William Collins further stresses a female identity in his appellation “calm vot’ress.” With this feminine form
of “votary” he designates a nun, or one who vows to follow the religious life. This combination of modesty,
devotion, and “pensive Pleasures” alludes to the dominating figure of John Milton’s “Il Penseroso.”
The poem has three parts: the opening salutation, locating Eve in sequence and in the countryside; the center,
a plea for guidance in achieving a calm stoicism, with a qualification, showing the reason for the request, and
a shift to a personal view-point; and a grand finale with a roll call of the seasons and a return to a universal
dimension.
Throughout most of the poem, Collins acknowledges Eve’s authority and twilight’s pleasures, combining
pastoral imagery with classical allusions. These give the poem a Miltonic overtone, familiar to readers of
Collins’s day, and a close connection to his contemporaries, such as James Thomson and Joseph Warton.
After the opening apostrophe to Eve, nature takes over the first section (lines 3-14), with images of water in
references to “solemn springs” plus the sun’s “cloudy skirts” and “wavy bed.” The wind plays a small part
in setting the scene with only the one reference to “dying gales” subsiding to the point where “air is
hush’d.” An allusion to John Milton’s “Lycidas” appears in the auditory image which invades the stillness
in these lines: “Now air is hush’d, save where the weak-ey’d bat,/ With short, shrill shriek flits by on
leathern wing” (lines 9-10). Other noises, less ominous, come from the beetle and the bee, a “pilgrim born in
heedless hum.”
The second part of the poem starts with a request to the “maid compos’d,” who is worthy of emulation.

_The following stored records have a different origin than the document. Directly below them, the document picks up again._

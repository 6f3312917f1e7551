//! Rule-chain tokenizer
//!
//! A rule string is a space separated list of tokens. A token is either a
//! bare word (`required`) or a call with a parenthesized argument list
//! (`between(3, 5)`). Inside an argument list `,` separates arguments at the
//! outermost depth, balanced inner parentheses are kept verbatim, and a
//! backslash before a character suppresses its special meaning. `\(`, `\)`
//! and `\,` are unescaped in argument text; arguments are trimmed of spaces.
//!
//! [`scan`] yields the calls lazily so the caller can stop pulling as soon as
//! a field fails.

/// One verb invocation produced by the tokenizer.
#[derive(Debug, Clone, PartialEq, Eq)]
pub struct Call<'a> {
    /// Verb name, borrowed from the rule string
    pub verb: &'a str,
    /// Unescaped, trimmed arguments
    pub args: Vec<String>,
    /// The token carried an argument list, even an empty one
    pub parenthesized: bool,
}

impl<'a> Call<'a> {
    fn bare(verb: &'a str) -> Self {
        Self {
            verb,
            args: Vec::new(),
            parenthesized: false,
        }
    }
}

/// Tokenize a rule string.
///
/// ```
/// use rulebook_validation::scan;
///
/// let calls: Vec<_> = scan("age number between(18, 30)").collect();
/// assert_eq!(calls[0].verb, "age");
/// assert_eq!(calls[1].verb, "number");
/// assert_eq!(calls[2].verb, "between");
/// assert_eq!(calls[2].args, vec!["18", "30"]);
/// ```
pub fn scan(rule: &str) -> RuleChain<'_> {
    RuleChain::new(rule)
}

/// Lazy iterator over the calls of a rule string.
#[derive(Debug, Clone)]
pub struct RuleChain<'a> {
    rule: &'a str,
    chars: std::str::CharIndices<'a>,
    prev: char,
    depth: usize,
    token_start: Option<usize>,
    has_args: bool,
    paren_start: usize,
    arg_start: usize,
    args: Vec<String>,
    finished: bool,
}

impl<'a> RuleChain<'a> {
    fn new(rule: &'a str) -> Self {
        Self {
            rule,
            chars: rule.char_indices(),
            prev: ' ',
            depth: 0,
            token_start: None,
            has_args: false,
            paren_start: 0,
            arg_start: 0,
            args: Vec::new(),
            finished: false,
        }
    }

    fn in_args(&self) -> bool {
        self.depth > 0
    }

    fn push_arg(&mut self, end: usize) {
        self.args.push(unescape(&self.rule[self.arg_start..end]));
    }

    /// Feed one character, returning a call when it completes one.
    fn step(&mut self, i: usize, c: char) -> Option<Call<'a>> {
        let escaped = self.prev == '\\';

        if self.in_args() {
            if escaped {
                return None;
            }
            match c {
                '(' => self.depth += 1,
                ')' => {
                    self.depth -= 1;
                    if self.depth == 0 {
                        let text = &self.rule[self.arg_start..i];
                        if !self.args.is_empty() || !text.trim_matches(' ').is_empty() {
                            self.push_arg(i);
                        }
                        let start = self.token_start.unwrap_or(self.paren_start);
                        return Some(Call {
                            verb: &self.rule[start..self.paren_start],
                            args: std::mem::take(&mut self.args),
                            parenthesized: true,
                        });
                    }
                }
                ',' if self.depth == 1 => {
                    self.push_arg(i);
                    self.arg_start = i + 1;
                }
                _ => {}
            }
            return None;
        }

        match c {
            ' ' => {
                let start = self.token_start.take()?;
                let had_args = std::mem::replace(&mut self.has_args, false);
                (!had_args).then(|| Call::bare(&self.rule[start..i]))
            }
            '(' if !escaped => {
                self.token_start.get_or_insert(i);
                self.has_args = true;
                self.depth = 1;
                self.paren_start = i;
                self.arg_start = i + 1;
                None
            }
            _ => {
                self.token_start.get_or_insert(i);
                None
            }
        }
    }
}

impl<'a> Iterator for RuleChain<'a> {
    type Item = Call<'a>;

    fn next(&mut self) -> Option<Self::Item> {
        if self.finished {
            return None;
        }

        while let Some((i, c)) = self.chars.next() {
            let call = self.step(i, c);
            self.prev = c;
            if call.is_some() {
                return call;
            }
        }

        // End of string closes a pending bare token; an unclosed argument
        // list is dropped.
        self.finished = true;
        let start = self.token_start.take()?;
        (!self.has_args && !self.in_args()).then(|| Call::bare(&self.rule[start..]))
    }
}

impl std::iter::FusedIterator for RuleChain<'_> {}

fn unescape(text: &str) -> String {
    text.replace("\\)", ")")
        .replace("\\(", "(")
        .replace("\\,", ",")
        .trim_matches(' ')
        .to_string()
}

#[cfg(test)]
mod tests {
    use super::*;

    fn verbs(rule: &str) -> Vec<(String, Vec<String>)> {
        scan(rule)
            .map(|call| (call.verb.to_string(), call.args))
            .collect()
    }

    fn call(verb: &str, args: &[&str]) -> (String, Vec<String>) {
        (verb.to_string(), args.iter().map(|a| a.to_string()).collect())
    }

    #[test]
    fn test_bare_tokens() {
        assert_eq!(
            verbs("age number required"),
            vec![call("age", &[]), call("number", &[]), call("required", &[])]
        );
    }

    #[test]
    fn test_field_name_only() {
        assert_eq!(verbs("age"), vec![call("age", &[])]);
        assert_eq!(verbs("a"), vec![call("a", &[])]);
    }

    #[test]
    fn test_single_char_last_token() {
        assert_eq!(verbs("name x"), vec![call("name", &[]), call("x", &[])]);
    }

    #[test]
    fn test_calls_with_arguments() {
        assert_eq!(
            verbs("age number required greaterThan(18) lessThanOrEqual(65)"),
            vec![
                call("age", &[]),
                call("number", &[]),
                call("required", &[]),
                call("greaterThan", &["18"]),
                call("lessThanOrEqual", &["65"]),
            ]
        );
    }

    #[test]
    fn test_arguments_are_trimmed() {
        assert_eq!(verbs("f in( a , b ,c )"), vec![call("f", &[]), call("in", &["a", "b", "c"])]);
    }

    #[test]
    fn test_escaped_comma() {
        assert_eq!(verbs("f verb(a\\,b,c)"), vec![call("f", &[]), call("verb", &["a,b", "c"])]);
    }

    #[test]
    fn test_escaped_parentheses() {
        assert_eq!(
            verbs("f regex(^\\(\\d+\\)$)"),
            vec![call("f", &[]), call("regex", &["^(\\d+)$"])]
        );
    }

    #[test]
    fn test_nested_parentheses_keep_inner_commas() {
        assert_eq!(
            verbs("code string regex(^(a|b,c)+$) required"),
            vec![
                call("code", &[]),
                call("string", &[]),
                call("regex", &["^(a|b,c)+$"]),
                call("required", &[]),
            ]
        );
    }

    #[test]
    fn test_spaces_inside_arguments() {
        assert_eq!(verbs("f in(a b, c d)"), vec![call("f", &[]), call("in", &["a b", "c d"])]);
    }

    #[test]
    fn test_consecutive_spaces() {
        assert_eq!(
            verbs("  name   string  required "),
            vec![call("name", &[]), call("string", &[]), call("required", &[])]
        );
    }

    #[test]
    fn test_parenthesized_type_form() {
        let calls: Vec<_> = scan("age(number) between(1,2)").collect();
        assert_eq!(calls[0].verb, "age");
        assert_eq!(calls[0].args, vec!["number"]);
        assert!(calls[0].parenthesized);
        assert_eq!(calls[1].args, vec!["1", "2"]);
    }

    #[test]
    fn test_empty_argument_list() {
        let calls: Vec<_> = scan("f confirmed()").collect();
        assert_eq!(calls[1].verb, "confirmed");
        assert!(calls[1].args.is_empty());
        assert!(calls[1].parenthesized);
    }

    #[test]
    fn test_empty_trailing_argument_is_kept() {
        assert_eq!(verbs("f in(a,)"), vec![call("f", &[]), call("in", &["a", ""])]);
    }

    #[test]
    fn test_unclosed_argument_list_is_dropped() {
        assert_eq!(verbs("f required in(a,b"), vec![call("f", &[]), call("required", &[])]);
    }

    #[test]
    fn test_stray_close_paren_is_literal() {
        assert_eq!(verbs("f a) b"), vec![call("f", &[]), call("a)", &[]), call("b", &[])]);
    }

    #[test]
    fn test_empty_rule() {
        assert!(verbs("").is_empty());
        assert!(verbs("   ").is_empty());
    }

    #[test]
    fn test_stops_when_caller_stops() {
        let mut chain = scan("f required min(3) max(5)");
        assert_eq!(chain.next().unwrap().verb, "f");
        assert_eq!(chain.next().unwrap().verb, "required");
        drop(chain);

        let taken: Vec<_> = scan("f a b c").take_while(|c| c.verb != "b").collect();
        assert_eq!(taken.len(), 2);
    }

    #[test]
    fn test_multibyte_arguments() {
        assert_eq!(
            verbs("name string in(علی,رضا)"),
            vec![call("name", &[]), call("string", &[]), call("in", &["علی", "رضا"])]
        );
    }
}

“Now teach me,” Collins says, to write lines in keeping with the atmosphere Eve creates. The term
“numbers” here stands not only for versification and metrics but also for poetry in general. This section splits
into the prayer itself, the details of evening’s “genial, lov’d return,” and an ominous dimension that makes
the depiction more realistic than the classical allusions do. The signal for return is the appearance of Hesperus,
the evening star. At this point, place deities, termed “Hours,” “elves,” and nymphs, become servants
preparing evening’s chariot for her entrance.
The poet takes center stage here, injecting a view of nature with “chill blustering winds” and “driving rain”
that make him reluctant to follow Eve. A scene reminiscent of William Shakespeare’s King Lear being
exposed to violent weather on the heath is softened with the sound of a church bell.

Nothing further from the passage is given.